The Japanese Ministry of Health, Labour and Welfare handed that first approval to Merck’s Tepmetko, a MET inhibitor cleared for the treatment of advanced non-small cell lung cancer patients with MET exon 14 skipping mutations, whether or not they’ve received prior therapy.
The mutations occur in 3% to 5% of NSCLC cases and are generally associated with aggressive tumors and poor prognosis, the company said.
The ministry based its decision on data from the phase 2 Vision study, which showed Tepmetko could provoke a response in 42.4% of patients. Those who responded saw their benefits last for a median 12.4 months.
“With Tepmetko we are pleased to offer the first approved MET inhibitor in Japan, and a new option that can change the course of treatment for non-small cell lung cancer harboring METex14 skipping alterations,” Belén Garijo, Merck’s healthcare CEO, said in a statement.

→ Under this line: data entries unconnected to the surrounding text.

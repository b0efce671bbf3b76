//! Command-line provisioner
//!
//! Drives a singleton-pod provisioning tool through its command line:
//! - `<cmd> --config <file>` starts or confirms the pod and prints its id
//! - `<cmd> --config <file> --terminate` stops and terminates active pods
//! - `<cmd> --config <file> --count` prints `{"total": N, "running": M}`
//!
//! Every invocation is bounded by a timeout and the child is killed if the
//! timeout fires.

use async_trait::async_trait;
use podcycle_core::domain::pod::PodCounts;
use std::path::PathBuf;
use std::time::Duration;
use tokio::process::Command;
use tracing::{debug, error, info};

use super::{ProvisionError, Provisioner, Result};
use crate::config::ProvisionerConfig;

/// Provisioner backed by an external command
#[derive(Debug, Clone)]
pub struct CommandProvisioner {
    program: String,

    /// Arguments placed before `--config`
    base_args: Vec<String>,

    config_path: PathBuf,
    timeout: Duration,
}

impl CommandProvisioner {
    /// Creates a provisioner invoking `program`
    pub fn new(program: impl Into<String>, config_path: impl Into<PathBuf>, timeout: Duration) -> Self {
        Self {
            program: program.into(),
            base_args: Vec::new(),
            config_path: config_path.into(),
            timeout,
        }
    }

    pub fn from_config(config: &ProvisionerConfig) -> Self {
        Self::new(&config.command, &config.config_path, config.timeout)
    }

    /// Adds arguments passed before `--config`
    #[cfg(test)]
    fn with_base_args<I, S>(mut self, args: I) -> Self
    where
        I: IntoIterator<Item = S>,
        S: Into<String>,
    {
        self.base_args.extend(args.into_iter().map(Into::into));
        self
    }

    /// Runs the command with `extra` arguments and returns its stdout
    async fn invoke(&self, extra: &[&str]) -> Result<String> {
        let mut command = Command::new(&self.program);
        command
            .args(&self.base_args)
            .arg("--config")
            .arg(&self.config_path)
            .args(extra)
            .kill_on_drop(true);

        debug!("Running provisioner: {} {:?}", self.program, extra);

        let output = tokio::time::timeout(self.timeout, command.output())
            .await
            .map_err(|_| ProvisionError::TimedOut(self.timeout))??;

        let stdout = String::from_utf8_lossy(&output.stdout).to_string();
        let stderr = String::from_utf8_lossy(&output.stderr).to_string();

        if !stdout.trim().is_empty() {
            debug!("provisioner stdout: {}", stdout.trim());
        }
        if !stderr.trim().is_empty() {
            debug!("provisioner stderr: {}", stderr.trim());
        }

        if !output.status.success() {
            let exit_code = output.status.code().unwrap_or(-1);
            error!(
                "Provisioner {:?} failed: exit_code={}, stderr='{}'",
                extra,
                exit_code,
                stderr.trim()
            );
            return Err(ProvisionError::Failed {
                exit_code,
                stderr: stderr.trim().to_string(),
            });
        }

        Ok(stdout)
    }
}

/// Last non-empty line of the tool's output
fn last_line(output: &str) -> Option<&str> {
    output
        .lines()
        .map(str::trim)
        .filter(|line| !line.is_empty())
        .next_back()
}

/// Parses count output, which must be a JSON object with both keys
fn parse_counts(output: &str) -> Result<PodCounts> {
    let line = last_line(output)
        .ok_or_else(|| ProvisionError::InvalidOutput("empty count output".to_string()))?;

    let value: serde_json::Value = serde_json::from_str(line)
        .map_err(|e| ProvisionError::InvalidOutput(format!("{}: {}", e, line)))?;

    if !value.is_object() {
        return Err(ProvisionError::InvalidOutput(format!(
            "expected an object, got {}",
            value
        )));
    }

    serde_json::from_value(value.clone())
        .map_err(|e| ProvisionError::InvalidOutput(format!("{}: {}", e, value)))
}

#[async_trait]
impl Provisioner for CommandProvisioner {
    async fn ensure_running(&self) -> Result<Option<String>> {
        let output = self.invoke(&[]).await?;
        let pod_id = last_line(&output).map(str::to_string);

        if let Some(id) = &pod_id {
            info!("Provisioner reports pod {} running", id);
        }

        Ok(pod_id)
    }

    async fn terminate(&self) -> Result<()> {
        self.invoke(&["--terminate"]).await?;
        info!("Provisioner terminated active pods");
        Ok(())
    }

    async fn count(&self) -> Result<PodCounts> {
        let output = self.invoke(&["--count"]).await?;
        parse_counts(&output)
    }
}

#[cfg(test)]
mod tests {
    use super::*;

    /// Provisioner whose "tool" is the given shell script
    ///
    /// `sh -c script` receives the appended `--config <file> ...` arguments
    /// as positional parameters, which the scripts below inspect via `$@`.
    fn scripted(script: &str) -> CommandProvisioner {
        CommandProvisioner::new("sh", "pods.yaml", Duration::from_secs(5))
            .with_base_args(["-c", script, "provisioner"])
    }

    #[test]
    fn test_parse_counts() {
        let counts = parse_counts("starting\n{\"total\": 2, \"running\": 1}\n").unwrap();
        assert_eq!(counts, PodCounts { total: 2, running: 1 });

        assert!(parse_counts("").is_err());
        assert!(parse_counts("{\"total\": 2}").is_err());
        assert!(parse_counts("[2, 1]").is_err());
        assert!(parse_counts("not json").is_err());
    }

    #[tokio::test]
    async fn test_ensure_running_returns_last_line() {
        let provisioner = scripted("echo 'Checking pods...'; echo pod-abc123");
        let pod_id = provisioner.ensure_running().await.unwrap();
        assert_eq!(pod_id.as_deref(), Some("pod-abc123"));
    }

    #[tokio::test]
    async fn test_ensure_running_without_output() {
        let provisioner = scripted("true");
        assert_eq!(provisioner.ensure_running().await.unwrap(), None);
    }

    #[tokio::test]
    async fn test_config_flag_is_passed() {
        let provisioner = scripted(r#"[ "$1" = "--config" ] && [ "$2" = "pods.yaml" ] && echo ok"#);
        assert_eq!(
            provisioner.ensure_running().await.unwrap().as_deref(),
            Some("ok")
        );
    }

    #[tokio::test]
    async fn test_terminate_and_count_flags() {
        let provisioner = scripted(
            r#"case "$3" in
                 --terminate) echo terminated ;;
                 --count) echo '{"total": 3, "running": 1}' ;;
                 *) exit 9 ;;
               esac"#,
        );

        provisioner.terminate().await.unwrap();
        let counts = provisioner.count().await.unwrap();
        assert_eq!(counts, PodCounts { total: 3, running: 1 });
    }

    #[tokio::test]
    async fn test_failed_command() {
        let provisioner = scripted("echo 'no capacity' >&2; exit 3");
        match provisioner.ensure_running().await {
            Err(ProvisionError::Failed { exit_code, stderr }) => {
                assert_eq!(exit_code, 3);
                assert_eq!(stderr, "no capacity");
            }
            other => panic!("unexpected result: {other:?}"),
        }
    }

    #[tokio::test]
    async fn test_missing_program() {
        let provisioner = CommandProvisioner::new(
            "/nonexistent/provisioner",
            "pods.yaml",
            Duration::from_secs(1),
        );
        assert!(matches!(
            provisioner.terminate().await,
            Err(ProvisionError::Spawn(_))
        ));
    }

    #[tokio::test]
    async fn test_timeout() {
        let provisioner = CommandProvisioner::new("sh", "pods.yaml", Duration::from_millis(100))
            .with_base_args(["-c", "sleep 5", "provisioner"]);
        assert!(matches!(
            provisioner.count().await,
            Err(ProvisionError::TimedOut(_))
        ));
    }
}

The key word there is "first," as the Darmstadt-based company beat Novartis’ nemesis drug, capmatinib, to the punch. The Swiss pharma giant is looking for an approval in the same limited patient population, and toward that goal, it last month bagged an FDA priority review, shortening its regulatory timeline and seemingly putting it ahead of Tepmetko.
Merck will take the wins it can get in the oncology department, where its Pfizer-partnered PD-L1 drug, Bavencio, has repeatedly stumbled. Most recently, the immuno-oncology drug failed to show a significant benefit in a phase 3 study in head and neck cancer study, prompting the companies to scrap yet another trial.